Heroics and magic

Grass is always greener when looking from the medical to the surgical and back

Leigh Spielberg

Posted: Friday, September 1, 2017

“Dr De Zaeytijd referred me to you, so you could peel the membrane from my retina,” said a patient to me yesterday. “Dr De Zaeytijd has saved my vision since she started treating me five years ago. But she said that now is the time for you to help her help me.”

Julie De Zaeytijd is the medical retina specialist in our department at Ghent University Hospital, an excellent colleague who keeps the medical side of our department running like a high-speed train.

Medical and surgical retina are distinct, separate subspecialties in Belgium, so a symbiotic relationship between the two is crucial to the success of both. So, Julie and I have each other’s numbers on speed dial. I call her when I need to know something. She calls me when she needs something to be done.

I must admit, however, that I call Julie more than she calls me. I guess this is because there are more patients with macular degeneration, vascular occlusions and diabetic retinopathy 
than there are patients with retinal detachments, macular holes and trauma.

“Look at this OCT with me, will you?” I ask, as we both open the images on our own computers on opposite sides of the department. We are separated only by the big new glass-enclosed atrium and waiting room. “I’m thinking anti-VEGF, followed by laser if necessary…” My favourite thing to hear Julie say: “Absolutely, that’s exactly what I would do.”

But she’ll often offer a more nuanced approach, one based on the most recent research results in medical retina. I then add this information to my own treatment protocols, so I can avoid asking the same question twice.

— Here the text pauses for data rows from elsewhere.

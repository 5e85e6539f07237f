// src/error.rs
//! Typed failures at the pipeline seams. Startup and I/O paths use `anyhow`.

use thiserror::Error;

/// Content extraction failure. Every variant is retryable.
#[derive(Debug, Error)]
pub enum FetchError {
    #[error("timed out after {0}s")]
    Timeout(u64),

    /// Connect or client-side timeout raised by the HTTP client itself.
    #[error("request timed out")]
    RequestTimeout,

    #[error("extraction service returned status {0}")]
    Status(u16),

    #[error("network error: {0}")]
    Network(String),

    #[error("extraction service returned empty content")]
    Empty,
}

impl From<reqwest::Error> for FetchError {
    fn from(err: reqwest::Error) -> Self {
        if err.is_timeout() {
            FetchError::RequestTimeout
        } else if let Some(status) = err.status() {
            FetchError::Status(status.as_u16())
        } else {
            FetchError::Network(err.to_string())
        }
    }
}

/// Inference call failure (transport level, not content level).
#[derive(Debug, Error)]
pub enum InferenceError {
    #[error("inference timed out after {0}s")]
    Timeout(u64),

    #[error("inference request timed out")]
    RequestTimeout,

    #[error("inference backend returned status {status}: {message}")]
    Status { status: u16, message: String },

    #[error("inference backend rejected credentials")]
    Unauthorized,

    #[error("network error: {0}")]
    Network(String),

    #[error("could not decode backend response: {0}")]
    Decode(String),
}

impl InferenceError {
    /// Transient transport failures only: timeouts, connection errors,
    /// 429 and 5xx. Other 4xx, bad credentials and undecodable bodies repeat
    /// identically on retry.
    pub fn is_retryable(&self) -> bool {
        match self {
            InferenceError::Timeout(_) | InferenceError::RequestTimeout | InferenceError::Network(_) => true,
            InferenceError::Status { status, .. } => *status == 429 || *status >= 500,
            InferenceError::Unauthorized | InferenceError::Decode(_) => false,
        }
    }
}

impl From<reqwest::Error> for InferenceError {
    fn from(err: reqwest::Error) -> Self {
        if err.is_timeout() {
            InferenceError::RequestTimeout
        } else if err.is_decode() {
            InferenceError::Decode(err.to_string())
        } else {
            InferenceError::Network(err.to_string())
        }
    }
}

/// Slow-pass output that does not conform to the signal schema.
#[derive(Debug, Error, PartialEq, Eq)]
pub enum ValidationError {
    #[error("no JSON object found in model output")]
    NoJson,

    #[error("malformed JSON: {0}")]
    Malformed(String),

    #[error("missing field `{0}`")]
    MissingField(&'static str),

    #[error("field `{field}` has wrong type")]
    WrongType { field: &'static str },

    #[error("field `{field}` = {value} outside {min}..={max}")]
    OutOfRange {
        field: &'static str,
        value: i64,
        min: i64,
        max: i64,
    },

    #[error("invalid time_horizon `{0}`")]
    InvalidHorizon(String),
}

/// Why the engine gave up on one article.
#[derive(Debug, Error)]
pub enum AnalysisError {
    #[error(transparent)]
    Inference(#[from] InferenceError),

    #[error(transparent)]
    Validation(#[from] ValidationError),
}
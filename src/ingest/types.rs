// src/ingest/types.rs
use anyhow::Result;

use crate::types::Candidate;

/// One configured feed endpoint. Implementations return entries in feed order.
#[async_trait::async_trait]
pub trait FeedProvider: Send + Sync {
    async fn fetch_entries(&self) -> Result<Vec<Candidate>>;
    fn name(&self) -> &str;
}
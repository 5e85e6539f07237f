// src/llm/openai.rs
use anyhow::{bail, Context, Result};
use async_trait::async_trait;
use reqwest::StatusCode;
use serde::{Deserialize, Serialize};
use std::time::Duration;

use crate::error::InferenceError;
use crate::llm::{clip, trim_base, InferenceBackend};

/// Hosted API with the OpenAI Chat Completions shape (DeepSeek by default).
pub struct OpenAiCompatBackend {
    http: reqwest::Client,
    base: String,
    api_key: String,
    model: String,
}

#[derive(Serialize)]
struct Msg<'a> {
    role: &'a str,
    content: &'a str,
}

#[derive(Serialize)]
struct Req<'a> {
    model: &'a str,
    messages: Vec<Msg<'a>>,
    temperature: f32,
    max_tokens: u32,
    stream: bool,
}

#[derive(Deserialize)]
struct Resp {
    choices: Vec<Choice>,
}

#[derive(Deserialize)]
struct Choice {
    message: ChoiceMsg,
}

#[derive(Deserialize)]
struct ChoiceMsg {
    #[serde(default)]
    content: Option<String>,
}

impl OpenAiCompatBackend {
    pub fn new(base: &str, api_key: &str, model: &str, timeout: Duration) -> Result<Self> {
        let http = reqwest::Client::builder()
            .user_agent("finnews-pipeline/0.1")
            .connect_timeout(Duration::from_secs(4))
            .timeout(timeout)
            .build()
            .context("building remote inference http client")?;
        Ok(Self {
            http,
            base: trim_base(base),
            api_key: api_key.to_string(),
            model: model.to_string(),
        })
    }
}

#[async_trait]
impl InferenceBackend for OpenAiCompatBackend {
    async fn infer(
        &self,
        prompt: &str,
        temperature: f32,
        max_tokens: u32,
    ) -> Result<String, InferenceError> {
        let req = Req {
            model: &self.model,
            messages: vec![Msg {
                role: "user",
                content: prompt,
            }],
            temperature,
            max_tokens,
            stream: false,
        };
        let resp = self
            .http
            .post(format!("{}/chat/completions", self.base))
            .bearer_auth(&self.api_key)
            .json(&req)
            .send()
            .await?;
        let status = resp.status();
        if status == StatusCode::UNAUTHORIZED || status == StatusCode::FORBIDDEN {
            return Err(InferenceError::Unauthorized);
        }
        if !status.is_success() {
            let body = resp.text().await.unwrap_or_default();
            return Err(InferenceError::Status {
                status: status.as_u16(),
                message: clip(&body, 200),
            });
        }
        let body: Resp = resp
            .json()
            .await
            .map_err(|e| InferenceError::Decode(e.to_string()))?;
        Ok(body
            .choices
            .into_iter()
            .next()
            .and_then(|c| c.message.content)
            .unwrap_or_default())
    }

    async fn probe(&self) -> Result<()> {
        let resp = self
            .http
            .get(format!("{}/models", self.base))
            .bearer_auth(&self.api_key)
            .send()
            .await
            .with_context(|| format!("remote inference API unreachable at {}", self.base))?;
        match resp.status() {
            s if s.is_success() => Ok(()),
            StatusCode::UNAUTHORIZED | StatusCode::FORBIDDEN => {
                bail!("remote inference API rejected the configured key")
            }
            s => bail!("remote inference API answered {s}"),
        }
    }

    fn name(&self) -> &'static str {
        "openai-compatible"
    }
}
// src/ingest/providers/mod.rs
pub mod fixture;
pub mod http;

pub use fixture::StaticFeedProvider;
pub use http::HttpFeedProvider;
// tests/common/mod.rs
//
// Scripted collaborators shared by the integration tests: feeds, content
// extractor, inference backend and thermal probe. No network, no GPU.
#![allow(dead_code)]

use anyhow::Result;
use async_trait::async_trait;
use parking_lot::Mutex;
use std::collections::HashMap;
use std::sync::atomic::{AtomicUsize, Ordering};
use std::sync::Arc;
use std::time::Duration;

use finnews_pipeline::config::PipelineConfig;
use finnews_pipeline::dedup::DedupStore;
use finnews_pipeline::engine::{AShareStrategy, ComputeGate, InferenceEngine, NoThermalProbe, ThermalPolicy, ThermalProbe};
use finnews_pipeline::error::{FetchError, InferenceError};
use finnews_pipeline::fetch::{ContentExtractor, Fetcher};
use finnews_pipeline::ingest::FeedProvider;
use finnews_pipeline::llm::InferenceBackend;
use finnews_pipeline::monitor::SourceMonitor;
use finnews_pipeline::retry::Backoff;
use finnews_pipeline::store::MemoryStore;
use finnews_pipeline::types::Candidate;
use finnews_pipeline::{Pipeline, PipelineStats};

pub const SCENARIO_SIGNAL: &str = r#"<think>rate cut helps banks</think>
{"reasoning":"Central bank easing lowers funding costs for large banks","score":8,"certainty":9,"related_stocks":["601398"],"time_horizon":"Medium"}"#;

/// Defaults tuned for tests: no keyword bypass, no backoff delay, short grace.
pub fn test_config() -> PipelineConfig {
    PipelineConfig {
        bypass_keywords: vec![],
        backoff_base_ms: 0,
        backoff_max_ms: 0,
        backoff_jitter_ms: 0,
        shutdown_grace_secs: 10,
        fetch_timeout_secs: 5,
        inference_timeout_secs: 5,
        ..PipelineConfig::default()
    }
}

/// Tracks how many calls are running right now and the peak.
#[derive(Default)]
pub struct InFlight {
    now: AtomicUsize,
    peak: AtomicUsize,
}

impl InFlight {
    pub fn enter(&self) {
        let n = self.now.fetch_add(1, Ordering::SeqCst) + 1;
        self.peak.fetch_max(n, Ordering::SeqCst);
    }

    pub fn leave(&self) {
        self.now.fetch_sub(1, Ordering::SeqCst);
    }

    pub fn peak(&self) -> usize {
        self.peak.load(Ordering::SeqCst)
    }
}

/// Feed returning the same entries on every scan.
pub struct VecFeed {
    pub name: &'static str,
    pub urls: Vec<String>,
}

impl VecFeed {
    pub fn new(name: &'static str, urls: &[&str]) -> Self {
        Self {
            name,
            urls: urls.iter().map(|u| u.to_string()).collect(),
        }
    }
}

#[async_trait]
impl FeedProvider for VecFeed {
    async fn fetch_entries(&self) -> Result<Vec<Candidate>> {
        Ok(self
            .urls
            .iter()
            .map(|u| Candidate::new(u.clone(), "", self.name))
            .collect())
    }

    fn name(&self) -> &str {
        self.name
    }
}

/// Per-URL scripted responses; once a script runs out the last entry repeats.
/// URLs without a script get `default`.
pub struct ScriptedExtractor {
    scripts: Mutex<HashMap<String, Vec<Result<String, FetchError>>>>,
    default: Option<String>,
    calls: Mutex<HashMap<String, u32>>,
    pub delay: Duration,
    pub in_flight: InFlight,
}

impl ScriptedExtractor {
    /// Every URL extracts to `content`.
    pub fn always(content: &str) -> Self {
        Self {
            scripts: Mutex::new(HashMap::new()),
            default: Some(content.to_string()),
            calls: Mutex::new(HashMap::new()),
            delay: Duration::ZERO,
            in_flight: InFlight::default(),
        }
    }

    /// Every URL fails.
    pub fn failing() -> Self {
        Self {
            default: None,
            ..Self::always("")
        }
    }

    pub fn with_delay(mut self, d: Duration) -> Self {
        self.delay = d;
        self
    }

    pub fn script(self, url: &str, steps: Vec<Result<String, FetchError>>) -> Self {
        self.scripts.lock().insert(url.to_string(), steps);
        self
    }

    pub fn calls(&self, url: &str) -> u32 {
        self.calls.lock().get(url).copied().unwrap_or(0)
    }
}

fn clone_fetch(r: &Result<String, FetchError>) -> Result<String, FetchError> {
    match r {
        Ok(s) => Ok(s.clone()),
        Err(FetchError::Timeout(s)) => Err(FetchError::Timeout(*s)),
        Err(FetchError::RequestTimeout) => Err(FetchError::RequestTimeout),
        Err(FetchError::Status(s)) => Err(FetchError::Status(*s)),
        Err(FetchError::Network(m)) => Err(FetchError::Network(m.clone())),
        Err(FetchError::Empty) => Err(FetchError::Empty),
    }
}

#[async_trait]
impl ContentExtractor for ScriptedExtractor {
    async fn extract(&self, url: &str) -> Result<String, FetchError> {
        let n = {
            let mut calls = self.calls.lock();
            let c = calls.entry(url.to_string()).or_insert(0);
            *c += 1;
            *c as usize
        };
        self.in_flight.enter();
        if !self.delay.is_zero() {
            tokio::time::sleep(self.delay).await;
        }
        let res = {
            let scripts = self.scripts.lock();
            match scripts.get(url) {
                Some(steps) if !steps.is_empty() => clone_fetch(&steps[(n - 1).min(steps.len() - 1)]),
                _ => match &self.default {
                    Some(c) => Ok(c.clone()),
                    None => Err(FetchError::Status(503)),
                },
            }
        };
        self.in_flight.leave();
        res
    }

    fn name(&self) -> &'static str {
        "scripted"
    }
}

pub fn is_slow_prompt(prompt: &str) -> bool {
    prompt.contains("[Role]")
}

type Responder = dyn Fn(&str) -> Result<String, InferenceError> + Send + Sync;

/// Backend answering through a closure over the prompt.
pub struct ScriptedBackend {
    respond: Box<Responder>,
    pub delay: Duration,
    pub in_flight: InFlight,
    fast_calls: AtomicUsize,
    slow_calls: AtomicUsize,
}

impl ScriptedBackend {
    pub fn new(respond: impl Fn(&str) -> Result<String, InferenceError> + Send + Sync + 'static) -> Self {
        Self {
            respond: Box::new(respond),
            delay: Duration::ZERO,
            in_flight: InFlight::default(),
            fast_calls: AtomicUsize::new(0),
            slow_calls: AtomicUsize::new(0),
        }
    }

    /// Fixed fast-pass answer, fixed slow-pass answer.
    pub fn answers(fast: &'static str, slow: &'static str) -> Self {
        Self::new(move |p| Ok(if is_slow_prompt(p) { slow } else { fast }.to_string()))
    }

    pub fn with_delay(mut self, d: Duration) -> Self {
        self.delay = d;
        self
    }

    pub fn fast_calls(&self) -> usize {
        self.fast_calls.load(Ordering::SeqCst)
    }

    pub fn slow_calls(&self) -> usize {
        self.slow_calls.load(Ordering::SeqCst)
    }
}

#[async_trait]
impl InferenceBackend for ScriptedBackend {
    async fn infer(&self, prompt: &str, _temperature: f32, _max_tokens: u32) -> Result<String, InferenceError> {
        if is_slow_prompt(prompt) {
            self.slow_calls.fetch_add(1, Ordering::SeqCst);
        } else {
            self.fast_calls.fetch_add(1, Ordering::SeqCst);
        }
        self.in_flight.enter();
        if !self.delay.is_zero() {
            tokio::time::sleep(self.delay).await;
        }
        let out = (self.respond)(prompt);
        self.in_flight.leave();
        out
    }

    async fn probe(&self) -> Result<()> {
        Ok(())
    }

    fn name(&self) -> &'static str {
        "scripted"
    }
}

/// Returns readings in order; the last one repeats.
pub struct ScriptedProbe {
    readings: Mutex<Vec<Option<f32>>>,
    reads: AtomicUsize,
}

impl ScriptedProbe {
    pub fn new(readings: Vec<Option<f32>>) -> Self {
        Self {
            readings: Mutex::new(readings),
            reads: AtomicUsize::new(0),
        }
    }

    pub fn reads(&self) -> usize {
        self.reads.load(Ordering::SeqCst)
    }
}

#[async_trait]
impl ThermalProbe for ScriptedProbe {
    async fn temperature_c(&self) -> Option<f32> {
        let n = self.reads.fetch_add(1, Ordering::SeqCst);
        let r = self.readings.lock();
        r.get(n).or_else(|| r.last()).copied().flatten()
    }
}

pub fn fast_policy() -> ThermalPolicy {
    ThermalPolicy {
        limit: 80.0,
        resume: 65.0,
        check_interval: Duration::from_millis(5),
    }
}

pub fn engine_for(cfg: &PipelineConfig, backend: Arc<ScriptedBackend>) -> InferenceEngine {
    let gate = Arc::new(ComputeGate::new(cfg.gpu_concurrency, Arc::new(NoThermalProbe), fast_policy()));
    InferenceEngine::new(
        backend,
        gate,
        Arc::new(AShareStrategy::new(cfg.bypass_keywords.clone(), cfg.max_content_chars)),
        cfg,
    )
    .with_backoff(Backoff::none())
}

pub struct Harness {
    pub pipeline: Pipeline,
    pub store: Arc<MemoryStore>,
    pub dedup: Arc<DedupStore>,
    pub stats: Arc<PipelineStats>,
}

/// Full pipeline over in-memory sinks.
pub fn harness(
    cfg: &PipelineConfig,
    feeds: Vec<Box<dyn FeedProvider>>,
    extractor: Arc<ScriptedExtractor>,
    backend: Arc<ScriptedBackend>,
) -> Harness {
    let dedup = Arc::new(DedupStore::in_memory());
    let store = Arc::new(MemoryStore::new());
    let monitor = SourceMonitor::new(feeds, dedup.clone());
    let fetcher = Arc::new(
        Fetcher::new(extractor, cfg)
            .with_backoff(Backoff::none())
            .with_dedup(dedup.clone()),
    );
    let engine = Arc::new(engine_for(cfg, backend));
    let pipeline = Pipeline::new(cfg, monitor, fetcher, engine, store.clone(), store.clone(), dedup.clone());
    let stats = pipeline.stats();
    Harness {
        pipeline,
        store,
        dedup,
        stats,
    }
}

/// Resolves once `discovered` items were seen and all reached a terminal
/// state (or after a generous deadline).
pub async fn settled(stats: Arc<PipelineStats>, discovered: u64) {
    let deadline = tokio::time::Instant::now() + Duration::from_secs(10);
    loop {
        let s = stats.snapshot();
        if s.discovered >= discovered && s.in_flight() == 0 {
            return;
        }
        if tokio::time::Instant::now() > deadline {
            return;
        }
        tokio::time::sleep(Duration::from_millis(10)).await;
    }
}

Although I call her more than she calls me, Julie views what I do in the VR department as a mixture of heroics and magic. She sends patients blinded by a macula-off retinal detachment or a dense diabetic vitreous haemorrhage. Six weeks later, the patients return to medical retina, their vision restored. Hooray! And yet, this skips the drama of the anaesthesia, surgery, postoperative care, daily drops and all the rest. By week six, it all looks just great. And thus, Julie has a very vivid imagination regarding my interventions: “And then the VR surgeon appears out of nowhere, takes the patient to the operating room and solves everyone’s problems, while we have to spend months or years injecting and lasering for a single line of improvement.”

For both of us, I suppose the grass always seems a bit greener on the other side. We both have tremendous respect for what the other does, and this admiration is mixed with a bit of envy for what the other has achieved, for what the other can do to treat referred patients. Julie is a bit jealous that most of the problems she’s asked to solve take months or even years of dedicated follow-up, whereas a retina can be reattached in an hour or so. On the other hand, I envy her ability to make a difficult diagnosis, to recognise a single pattern among thousands, to be able to tell the difference between two different subtypes of retinitis pigmentosa with a quick look at the mid-periphery.

It’s a great feeling to know that my own patients will be well taken care of when I refer them to her. “The pucker in your right eye is gone and it all looks very good, but your left eye is developing some problems due to your diabetes,” I’ll say, “so I’d like to refer you to the diabetes eye specialist for further follow-up and treatment.”

I’ve noticed that introducing a colleague by mentioning their subspecialty field usually draws a blank stare. “Dr De Zaeytijd is a medical retina specialist” means literally nothing to most patients. Instead, I’ll say, “Dr De Zaeytijd is specialised in treating abnormal fluid in the retina, which is exactly what you have.” This works for all kinds of disease descriptions. “She’s a specialist in blood clots in the retina… a specialist of diabetes in the retina… a specialist for inherited diseases of the retina.” This kind of introduction distils everything down to the information that is most relevant for this one specific patient.

It’s amazing what someone with seven years of dedicated study, fellowships and full-time attention to medical retina can realise. She can confidently identify diseases that most of us have simply not heard of since studying for the final exam of our residency training. I’m not sure whether I’ve ever said that to her, but maybe I should. And yet I know that she would answer, with her characteristic modesty, something like: “Yes maybe, Leigh, but I don’t think I could peel an inner limiting membrane to save my own life.”